Published by Via Media in Erie, PA, this quarterly (which also calls itself JAMA, risking confusing some doctors) is in the style of an academic journal, and indeed is a member of the snooty-sounding Council of Editors of Learned Journals. Its large (8.5 x 11 inch) pages leave ample room for illustrations, an essential element of many articles. Aside from the cover, JAMA is printed in black and white.
[ADBLOCKHERE]The issue currently in our newsstand is #1 for 2006, which also happens to be JAMA‘s 15th anniversary issue. Editor-in-chief Michael A. DeMarco notes in his celebratory editorial that “out of thirty article submissions, only two or three are accepted for publication.” He also points out with pride that JAMA will soon be published in Spanish and Greek language editions for European distribution.
The best summation of the journal’s content and purpose can be found in its statement of editorial policy:
The Journal of Asian Martial Arts publishes three types of materials: (1) scholarly articles based on primary research in recognized scholarly disciplines, e.g., cultural anthropology, comparative religions, psychology, film theory, and criticism, etc.; (2) more informal, but nevertheless substantial interviews (with scholars, master practitioners, etc.) and reports on particular genres, techniques, etc.; and (3) reviews of books and audiovisual materials on the martial arts.
Like almost all academic journals, JAMA practices peer review, with each article submitted to a couple of editorial board members before it is accepted for publication.
Turning to the anniversary issue itself, the opening article is a very scholarly analysis of why people take up martial arts training in New Zealand. The author posits that it’s because they perceive that they are in what she calls a “risk society,” and are seeking personal safety, personal health and fitness, more social solidarity, and a meaning and purpose in life. She concludes that those who persist in their study do it for more abstract reasons than simple self-defense and fitness.

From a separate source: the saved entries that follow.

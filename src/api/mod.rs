//! REST control surface
//!
//! Exposes the run controls of a [`BatchUploader`] over HTTP so a control
//! panel (or `curl`) can start, pause, resume and stop a run, read progress
//! and results, and follow events as they happen.

use crate::{BatchUploader, Result};
use axum::{
    Router,
    http::HeaderValue,
    middleware,
    routing::{get, post},
};
use std::future::Future;
use std::sync::Arc;
use tokio::net::TcpListener;
use tower_http::cors::{AllowOrigin, Any, CorsLayer};
use tower_http::trace::TraceLayer;

pub mod auth;
pub mod error_response;
pub mod routes;
pub mod state;

pub use state::AppState;

/// Create the API router
///
/// # Routes
///
/// ## Run control
/// - `POST /run/start` - Start a run from an input table
/// - `POST /run/pause` - Hold workers at their next checkpoint
/// - `POST /run/resume` - Continue a paused run
/// - `POST /run/stop` - Stop the run (grace period, then abort)
/// - `POST /run/reset` - Clear a finished run
/// - `GET /run/progress` - Progress snapshot
/// - `GET /run/results` - Results recorded so far
///
/// ## System
/// - `GET /network` - One reachability probe
/// - `GET /events` - Server-sent events stream
/// - `GET /health` - Health check
pub fn create_router(uploader: Arc<BatchUploader>) -> Router {
    let api = uploader.config().api.clone();
    let state = AppState::new(uploader);

    let router = Router::new()
        .route("/run/start", post(routes::start_run))
        .route("/run/pause", post(routes::pause_run))
        .route("/run/resume", post(routes::resume_run))
        .route("/run/stop", post(routes::stop_run))
        .route("/run/reset", post(routes::reset_run))
        .route("/run/progress", get(routes::get_progress))
        .route("/run/results", get(routes::get_results))
        .route("/network", get(routes::test_network))
        .route("/events", get(routes::event_stream))
        .route("/health", get(routes::health_check))
        .with_state(state);

    let router = match api.api_key {
        Some(key) => router.layer(middleware::from_fn_with_state(
            auth::ApiKey::new(key),
            auth::require_api_key,
        )),
        None => router,
    };

    let router = router.layer(TraceLayer::new_for_http());

    if api.cors_enabled {
        router.layer(build_cors_layer(&api.cors_origins))
    } else {
        router
    }
}

/// CORS for the configured origins; empty or `*` allows any origin
fn build_cors_layer(origins: &[String]) -> CorsLayer {
    let layer = CorsLayer::new().allow_methods(Any).allow_headers(Any);

    if origins.is_empty() || origins.iter().any(|o| o == "*") {
        return layer.allow_origin(Any);
    }

    let allowed: Vec<HeaderValue> = origins
        .iter()
        .filter_map(|origin| match origin.parse() {
            Ok(value) => Some(value),
            Err(_) => {
                tracing::warn!(origin = %origin, "Ignoring invalid CORS origin");
                None
            }
        })
        .collect();
    layer.allow_origin(AllowOrigin::list(allowed))
}

/// Serve the API on `api.bind_address` until the process ends
///
/// # Example
///
/// ```no_run
/// use batch_uploader::{BatchUploader, Config, InMemoryRepository};
/// use std::sync::Arc;
///
/// # async fn example() -> Result<(), Box<dyn std::error::Error>> {
/// let uploader = BatchUploader::new(Config::default(), Arc::new(InMemoryRepository::new()))?;
/// batch_uploader::api::start_api_server(Arc::new(uploader)).await?;
/// # Ok(())
/// # }
/// ```
pub async fn start_api_server(uploader: Arc<BatchUploader>) -> Result<()> {
    serve_until(uploader, std::future::pending()).await
}

/// Serve the API until `shutdown` completes
pub async fn serve_until<F>(uploader: Arc<BatchUploader>, shutdown: F) -> Result<()>
where
    F: Future<Output = ()> + Send + 'static,
{
    let bind_address = uploader.config().api.bind_address;
    let listener = TcpListener::bind(bind_address).await?;
    let local = listener.local_addr()?;
    tracing::info!(address = %local, "API server listening");

    axum::serve(listener, create_router(uploader))
        .with_graceful_shutdown(shutdown)
        .await
        .map_err(|e| crate::error::Error::ApiServerError(e.to_string()))?;

    tracing::info!("API server stopped");
    Ok(())
}

// unwrap/expect are acceptable in tests for concise failure-on-error assertions
#[allow(clippy::unwrap_used, clippy::expect_used)]
#[cfg(test)]
mod tests;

The next article, utilizing 34 of the issue’s 112 pages, is a truly comprehensive introduction to Shuai Jiao, a traditional Chinese form of wrestling that confines itself to throwing the opponent off-balance and to the ground. As soon as any part of him but his feet touches the ground, you’ve won. The trick is to clutch his sleeve, his shoulder, his waist (but never, never his pants!), and unbalance him, perhaps feinting one way and quickly reversing direction. You can use your legs, but only to nudge, not to kick. Of course, for every offensive move, a countering defensive move has been invented over the centuries.
Author Zhang Yun provides a fascinating account of how Shuai Jiao came into favor with the emperors starting early in the Qing Dynasty in the 17th century. With the fall of that dynasty in 1911, its practitioners had to take to the streets as entertainers and as teachers to the common people. A staggering blow to the sport in China was the decision by the government a few years ago to support Olympic wrestling in the Greco-Roman tradition. In the article you’ll find exhaustive discussions of proper footwork, hand techniques, and body movement, illustrated by dozens of photographs and other graphics.
The issue concludes with tributes to the lives and teachings of a couple of recently deceased masters of the martial arts, and by several pages of thoughtful book reviews. A couple of the book titles: Shinsengumi: The Shogun’s Last Samurai Corps and The Art of Chinese Swordsmanship: A Manual of Taiji Jian.
JAMA will be of the most interest to serious students of the martial arts, but anyone with a passion for things Asian will find it absorbing for the historical and cultural insights it provides.